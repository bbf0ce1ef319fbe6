//! Structured logging.
//!
//! `RUST_LOG` wins when set; otherwise the configured level applies to this
//! crate and to `tower_http`.

use tracing_subscriber::util::TryInitError;
use tracing_subscriber::{fmt, layer::SubscriberExt, util::SubscriberInitExt, EnvFilter};

use crate::config::ObservabilityConfig;

/// Build the filter used when `RUST_LOG` is absent.
pub fn default_filter(config: &ObservabilityConfig) -> EnvFilter {
    EnvFilter::new(format!(
        "mcp_gateway={level},tower_http={level}",
        level = config.log_level
    ))
}

/// Install the global subscriber.
pub fn init_logging(config: &ObservabilityConfig) -> Result<(), TryInitError> {
    let filter = EnvFilter::try_from_default_env().unwrap_or_else(|_| default_filter(config));
    let registry = tracing_subscriber::registry().with(filter);

    match config.log_format.as_str() {
        "compact" => registry.with(fmt::layer().compact()).try_init(),
        _ => registry.with(fmt::layer()).try_init(),
    }
}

☆ ☆ ☆ ☆ ☆

Problem to work on :: Show the lines where the word "layer" appears in the entries.

Output ::
use tracing_subscriber::{fmt, layer::SubscriberExt, util::SubscriberInitExt, EnvFilter};
        "compact" => registry.with(fmt::layer().compact()).try_init(),
        _ => registry.with(fmt::layer()).try_init(),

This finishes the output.